- IATA: none; ICAO: KEGT; FAA LID: EGT;

Summary
- Airport type: Public
- Owner: City of Wellington
- Serves: Wellington, Kansas
- Elevation AMSL: 1,277 ft / 389 m
- Coordinates: 37°19′25″N 097°23′18″W﻿ / ﻿37.32361°N 97.38833°W
- Interactive map of Wellington Municipal Airport

Runways
| Direction | Length |  | Surface |
| ft | m |
| 18/36 | 5,201 | 1,585 | Concrete |

Statistics (2021)
- Aircraft operations (year ending 5/21/2021): 18,100
- Based aircraft: 32
- Source: Federal Aviation Administration

= Wellington Municipal Airport =

Wellington Municipal Airport is a small American airport three miles north of Wellington, Kansas, in Sumner County.

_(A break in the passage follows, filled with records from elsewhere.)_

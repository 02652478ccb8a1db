use serde::{Deserialize, Serialize};
use sqlx::FromRow;
use time::{Date, OffsetDateTime};
use uuid::Uuid;

use super::metrics::{self, BodyComposition};
use crate::dates::{self, iso_date};
use crate::error::ApiError;

/// One measurement per calendar date.
#[derive(Debug, Clone, PartialEq, Serialize, FromRow)]
pub struct Entry {
    pub id: Uuid,
    #[serde(with = "iso_date")]
    pub date: Date,
    pub weight: f64,
    pub body_fat: f64,
    pub notes: Option<String>,
    #[serde(with = "time::serde::rfc3339")]
    pub created_at: OffsetDateTime,
}

impl Entry {
    pub fn composition(&self) -> BodyComposition {
        metrics::derive(self.weight, self.body_fat)
    }
}

/// Entry plus computed fat / lean mass, never persisted.
#[derive(Debug, Serialize)]
pub struct DerivedEntry {
    #[serde(flatten)]
    pub entry: Entry,
    #[serde(flatten)]
    pub composition: BodyComposition,
}

impl From<Entry> for DerivedEntry {
    fn from(entry: Entry) -> Self {
        let composition = entry.composition();
        Self { entry, composition }
    }
}

/// Raw request body; every field is optional so that missing values are
/// reported as validation errors instead of deserialization failures.
#[derive(Debug, Default, Deserialize)]
pub struct UpsertEntryRequest {
    pub date: Option<String>,
    pub weight: Option<f64>,
    pub body_fat: Option<f64>,
    pub notes: Option<String>,
}

/// Validated entry ready for the store.
#[derive(Debug, Clone, PartialEq)]
pub struct NewEntry {
    pub date: Date,
    pub weight: f64,
    pub body_fat: f64,
    pub notes: Option<String>,
}

impl TryFrom<UpsertEntryRequest> for NewEntry {
    type Error = ApiError;

    fn try_from(req: UpsertEntryRequest) -> Result<Self, Self::Error> {
        let (Some(raw_date), Some(weight), Some(body_fat)) = (req.date, req.weight, req.body_fat)
        else {
            return Err(ApiError::validation("Missing required fields"));
        };
        let date = dates::parse_date(&raw_date)
            .ok_or_else(|| ApiError::validation(format!("Invalid date {raw_date:?}, expected YYYY-MM-DD")))?;
        if !weight.is_finite() || weight <= 0.0 {
            return Err(ApiError::validation("weight must be a positive number"));
        }
        if !body_fat.is_finite() || !(0.0..=100.0).contains(&body_fat) {
            return Err(ApiError::validation("body_fat must be between 0 and 100"));
        }
        let derived = metrics::derive(weight, body_fat);
        if !derived.fat_mass.is_finite() || !derived.lean_mass.is_finite() {
            return Err(ApiError::validation("weight is too large"));
        }
        let notes = req
            .notes
            .map(|n| n.trim().to_string())
            .filter(|n| !n.is_empty());
        Ok(Self {
            date,
            weight,
            body_fat,
            notes,
        })
    }
}

#[derive(Debug, Serialize)]
pub struct UpsertEntryResponse {
    pub id: Uuid,
    pub message: &'static str,
}
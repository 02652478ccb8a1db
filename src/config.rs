use std::path::PathBuf;

use anyhow::Context;
use serde::Deserialize;

#[derive(Debug, Clone, Deserialize)]
pub struct ForecastConfig {
    pub timeout_ms: u64,
    /// Answer `[]` instead of an error when the model cannot produce a forecast.
    pub empty_on_unavailable: bool,
}

#[derive(Debug, Clone, Deserialize)]
pub struct AppConfig {
    pub database_url: String,
    pub upload_dir: PathBuf,
    pub max_upload_bytes: usize,
    pub host: String,
    pub port: u16,
    pub forecast: ForecastConfig,
}

impl AppConfig {
    pub fn from_env() -> anyhow::Result<Self> {
        let database_url = std::env::var("DATABASE_URL")
            .unwrap_or_else(|_| "sqlite://fitness_tracker.db".into());
        let upload_dir = std::env::var("UPLOAD_DIR")
            .map(PathBuf::from)
            .unwrap_or_else(|_| PathBuf::from("uploads"));
        let forecast = ForecastConfig {
            timeout_ms: parse_var("FORECAST_TIMEOUT_MS", 5_000)?,
            empty_on_unavailable: parse_var("FORECAST_EMPTY_ON_UNAVAILABLE", false)?,
        };
        Ok(Self {
            database_url,
            upload_dir,
            max_upload_bytes: parse_var("MAX_UPLOAD_BYTES", 16 * 1024 * 1024)?,
            host: std::env::var("APP_HOST").unwrap_or_else(|_| "0.0.0.0".into()),
            port: parse_var("APP_PORT", 5000)?,
            forecast,
        })
    }
}

fn parse_var<T>(key: &str, default: T) -> anyhow::Result<T>
where
    T: std::str::FromStr,
    T::Err: std::error::Error + Send + Sync + 'static,
{
    match std::env::var(key) {
        Ok(v) => v
            .trim()
            .parse::<T>()
            .with_context(|| format!("invalid value for {key}: {v:?}")),
        Err(_) => Ok(default),
    }
}
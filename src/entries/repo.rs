use anyhow::Context;
use sqlx::SqlitePool;
use time::OffsetDateTime;
use uuid::Uuid;

use super::dto::{Entry, NewEntry};

/// All entries, oldest date first.
pub async fn list_all(db: &SqlitePool) -> anyhow::Result<Vec<Entry>> {
    let rows = sqlx::query_as::<_, Entry>(
        r#"
        SELECT id, date, weight, body_fat, notes, created_at
          FROM entries
         ORDER BY date ASC
        "#,
    )
    .fetch_all(db)
    .await
    .context("list entries")?;
    Ok(rows)
}

/// Insert, or replace the whole row when one already exists for `date`.
///
/// A single statement, so concurrent writers to the same date resolve to
/// whichever commits last.
pub async fn upsert(db: &SqlitePool, entry: &NewEntry) -> anyhow::Result<Entry> {
    let row = sqlx::query_as::<_, Entry>(
        r#"
        INSERT INTO entries (id, date, weight, body_fat, notes, created_at)
        VALUES (?, ?, ?, ?, ?, ?)
        ON CONFLICT(date) DO UPDATE SET
            id         = excluded.id,
            weight     = excluded.weight,
            body_fat   = excluded.body_fat,
            notes      = excluded.notes,
            created_at = excluded.created_at
        RETURNING id, date, weight, body_fat, notes, created_at
        "#,
    )
    .bind(Uuid::new_v4())
    .bind(entry.date)
    .bind(entry.weight)
    .bind(entry.body_fat)
    .bind(entry.notes.as_deref())
    .bind(OffsetDateTime::now_utc())
    .fetch_one(db)
    .await
    .with_context(|| format!("upsert entry for {}", entry.date))?;
    Ok(row)
}

#[cfg(test)]
mod repo_tests {
    use super::*;
    use crate::state::AppState;
    use time::macros::date;

    fn new_entry(date: time::Date, weight: f64, body_fat: f64, notes: Option<&str>) -> NewEntry {
        NewEntry {
            date,
            weight,
            body_fat,
            notes: notes.map(str::to_string),
        }
    }

    #[tokio::test]
    async fn list_is_ordered_by_date_regardless_of_insertion() {
        let st = AppState::for_tests().await;
        upsert(&st.db, &new_entry(date!(2024 - 01 - 10), 78.0, 23.0, None)).await.unwrap();
        upsert(&st.db, &new_entry(date!(2024 - 01 - 01), 80.0, 25.0, None)).await.unwrap();
        upsert(&st.db, &new_entry(date!(2024 - 01 - 05), 79.0, 24.0, None)).await.unwrap();

        let dates: Vec<_> = list_all(&st.db).await.unwrap().into_iter().map(|e| e.date).collect();
        assert_eq!(
            dates,
            vec![date!(2024 - 01 - 01), date!(2024 - 01 - 05), date!(2024 - 01 - 10)]
        );
    }

    #[tokio::test]
    async fn upsert_replaces_existing_date_entirely() {
        let st = AppState::for_tests().await;
        let first = upsert(
            &st.db,
            &new_entry(date!(2024 - 01 - 01), 80.0, 25.0, Some("first weigh-in")),
        )
        .await
        .unwrap();
        let second = upsert(&st.db, &new_entry(date!(2024 - 01 - 01), 79.4, 24.1, None))
            .await
            .unwrap();

        assert_ne!(first.id, second.id);
        let all = list_all(&st.db).await.unwrap();
        assert_eq!(all.len(), 1);
        assert_eq!(all[0].weight, 79.4);
        assert_eq!(all[0].body_fat, 24.1);
        assert_eq!(all[0].notes, None);
        assert_eq!(all[0].id, second.id);
    }

    #[tokio::test]
    async fn empty_store_lists_nothing() {
        let st = AppState::for_tests().await;
        assert!(list_all(&st.db).await.unwrap().is_empty());
    }
}
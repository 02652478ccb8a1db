use std::net::SocketAddr;

use axum::{routing::get, Json, Router};
use serde_json::{json, Value};
use time::{format_description::well_known::Rfc3339, OffsetDateTime};
use tower_http::{cors::CorsLayer, trace::TraceLayer};

use crate::config::AppConfig;
use crate::state::AppState;
use crate::{entries, forecast, goals, photos, stats};

pub fn build_app(state: AppState) -> Router {
    let max_upload_bytes = state.config.max_upload_bytes;
    Router::new()
        .nest(
            "/api",
            Router::new()
                .merge(entries::router())
                .merge(photos::router(max_upload_bytes))
                .merge(goals::router())
                .merge(stats::router())
                .merge(forecast::router())
                .route("/health", get(health)),
        )
        .with_state(state)
        .layer(CorsLayer::permissive())
        .layer(
            TraceLayer::new_for_http()
                .make_span_with(|req: &axum::http::Request<_>| {
                    let method = req.method().clone();
                    let uri = req.uri().clone();
                    tracing::info_span!("http_request", %method, uri = %uri, status = tracing::field::Empty)
                })
                .on_response(
                    |res: &axum::http::Response<_>,
                     latency: std::time::Duration,
                     span: &tracing::Span| {
                        let status = res.status();
                        span.record("status", tracing::field::display(status));
                        if status.is_server_error() {
                            tracing::error!(%status, ?latency, "response");
                        } else {
                            tracing::info!(%status, ?latency, "response");
                        }
                    },
                ),
        )
}

async fn health() -> Json<Value> {
    let timestamp = OffsetDateTime::now_utc()
        .format(&Rfc3339)
        .unwrap_or_default();
    Json(json!({ "status": "healthy", "timestamp": timestamp }))
}

pub async fn serve(app: Router, config: &AppConfig) -> anyhow::Result<()> {
    let addr: SocketAddr = format!("{}:{}", config.host, config.port).parse()?;

    tracing::info!("listening on {}", addr);
    let listener = tokio::net::TcpListener::bind(addr).await?;
    axum::serve(listener, app).await?;
    Ok(())
}
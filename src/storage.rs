use std::path::PathBuf;

use anyhow::Context;
use async_trait::async_trait;
use bytes::Bytes;

/// Flat key/value object store for uploaded photos.
///
/// Keys are generated server-side; implementations may assume they never
/// contain path separators.
#[async_trait]
pub trait StorageClient: Send + Sync {
    async fn put_object(&self, key: &str, body: Bytes) -> anyhow::Result<()>;
    /// `Ok(None)` when no object exists under `key`.
    async fn get_object(&self, key: &str) -> anyhow::Result<Option<Bytes>>;
    async fn delete_object(&self, key: &str) -> anyhow::Result<()>;
}

#[derive(Clone)]
pub struct LocalStorage {
    root: PathBuf,
}

impl LocalStorage {
    pub async fn new(root: impl Into<PathBuf>) -> anyhow::Result<Self> {
        let root = root.into();
        tokio::fs::create_dir_all(&root)
            .await
            .with_context(|| format!("create upload dir {}", root.display()))?;
        Ok(Self { root })
    }

    fn path_for(&self, key: &str) -> PathBuf {
        self.root.join(key)
    }
}

#[async_trait]
impl StorageClient for LocalStorage {
    async fn put_object(&self, key: &str, body: Bytes) -> anyhow::Result<()> {
        let path = self.path_for(key);
        tokio::fs::write(&path, &body)
            .await
            .with_context(|| format!("write {}", path.display()))?;
        Ok(())
    }

    async fn get_object(&self, key: &str) -> anyhow::Result<Option<Bytes>> {
        let path = self.path_for(key);
        match tokio::fs::read(&path).await {
            Ok(data) => Ok(Some(Bytes::from(data))),
            Err(e) if e.kind() == std::io::ErrorKind::NotFound => Ok(None),
            Err(e) => Err(e).with_context(|| format!("read {}", path.display())),
        }
    }

    async fn delete_object(&self, key: &str) -> anyhow::Result<()> {
        let path = self.path_for(key);
        match tokio::fs::remove_file(&path).await {
            Ok(()) => Ok(()),
            Err(e) if e.kind() == std::io::ErrorKind::NotFound => Ok(()),
            Err(e) => Err(e).with_context(|| format!("remove {}", path.display())),
        }
    }
}
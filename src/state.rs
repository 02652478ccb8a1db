use std::str::FromStr;
use std::sync::Arc;

use anyhow::Context;
use sqlx::sqlite::{SqliteConnectOptions, SqlitePool, SqlitePoolOptions};

use crate::config::AppConfig;
use crate::forecast::model::{ForecastModel, LinearTrend};
use crate::storage::{LocalStorage, StorageClient};

#[derive(Clone)]
pub struct AppState {
    pub db: SqlitePool,
    pub config: Arc<AppConfig>,
    pub storage: Arc<dyn StorageClient>,
    pub forecaster: Arc<dyn ForecastModel>,
    /// Upload directory guard; removed once the last clone drops.
    #[cfg(test)]
    pub upload_guard: Option<Arc<tempfile::TempDir>>,
}

impl AppState {
    pub async fn init() -> anyhow::Result<Self> {
        let config = Arc::new(AppConfig::from_env()?);

        let options = SqliteConnectOptions::from_str(&config.database_url)
            .with_context(|| format!("parse DATABASE_URL {}", config.database_url))?
            .create_if_missing(true);
        let db = SqlitePoolOptions::new()
            .max_connections(5)
            .connect_with(options)
            .await
            .context("connect to database")?;

        let storage = Arc::new(LocalStorage::new(&config.upload_dir).await?) as Arc<dyn StorageClient>;
        let forecaster = Arc::new(LinearTrend) as Arc<dyn ForecastModel>;

        Ok(Self::from_parts(db, config, storage, forecaster))
    }

    pub fn from_parts(
        db: SqlitePool,
        config: Arc<AppConfig>,
        storage: Arc<dyn StorageClient>,
        forecaster: Arc<dyn ForecastModel>,
    ) -> Self {
        Self {
            db,
            config,
            storage,
            forecaster,
            #[cfg(test)]
            upload_guard: None,
        }
    }
}

#[cfg(test)]
impl AppState {
    /// In-memory database (migrated) plus a throwaway upload directory.
    pub async fn for_tests() -> Self {
        use crate::config::ForecastConfig;

        let upload_guard = tempfile::Builder::new()
            .prefix("bodytrack-test-")
            .tempdir()
            .expect("temp upload dir");
        let upload_dir = upload_guard.path().to_path_buf();

        let options = SqliteConnectOptions::from_str("sqlite::memory:").expect("memory url");
        // A single, never-recycled connection keeps the in-memory database alive.
        let db = SqlitePoolOptions::new()
            .max_connections(1)
            .idle_timeout(None)
            .max_lifetime(None)
            .connect_with(options)
            .await
            .expect("memory pool ok");
        sqlx::migrate!("./migrations")
            .run(&db)
            .await
            .expect("migrations ok");

        let config = Arc::new(AppConfig {
            database_url: "sqlite::memory:".into(),
            upload_dir: upload_dir.clone(),
            max_upload_bytes: 16 * 1024 * 1024,
            host: "127.0.0.1".into(),
            port: 0,
            forecast: ForecastConfig {
                timeout_ms: 2_000,
                empty_on_unavailable: false,
            },
        });

        let storage = Arc::new(LocalStorage::new(upload_dir).await.expect("upload dir ok"))
            as Arc<dyn StorageClient>;
        let mut state = Self::from_parts(db, config, storage, Arc::new(LinearTrend));
        state.upload_guard = Some(Arc::new(upload_guard));
        state
    }

    pub fn with_forecaster(mut self, forecaster: Arc<dyn ForecastModel>) -> Self {
        self.forecaster = forecaster;
        self
    }

    pub fn with_config(mut self, f: impl FnOnce(&mut AppConfig)) -> Self {
        let mut config = (*self.config).clone();
        f(&mut config);
        self.config = Arc::new(config);
        self
    }
}
use bytes::Bytes;
use serde::Serialize;
use sqlx::FromRow;
use time::{Date, OffsetDateTime};
use uuid::Uuid;

use crate::dates::iso_date;

/// A progress photo grouped by date. Nothing ties it to an existing entry.
#[derive(Debug, Clone, PartialEq, Serialize, FromRow)]
pub struct Photo {
    pub id: Uuid,
    #[serde(with = "iso_date")]
    pub entry_date: Date,
    /// Name under which the bytes live in the photo store.
    #[serde(rename = "filename")]
    pub stored_name: String,
    pub original_name: String,
    #[serde(with = "time::serde::rfc3339")]
    pub uploaded_at: OffsetDateTime,
}

/// File part of an upload as received from the client.
#[derive(Debug, Clone)]
pub struct PhotoUpload {
    pub file_name: String,
    pub body: Bytes,
}

#[derive(Debug, Serialize)]
pub struct UploadPhotoResponse {
    pub id: Uuid,
    pub filename: String,
    pub message: &'static str,
}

The airport's Federal Aviation Administration three-letter location identifier is EGT and it has no International Air Transport Association code.

== Facilities==
The airport covers 190 acre at an elevation of 1,277 feet (389 m). Its one runway, 18/36, is 5,201 by 100 feet (1,585 x 30 m) concrete.

In the year ending May 21, 2021, the airport had 18,100 aircraft operations, an average of 50 per day: 98% general aviation, 1% commercial, and <1% military. At that time 32 aircraft were based at the airport, of which 30 were single-engine and 2 multi-engine.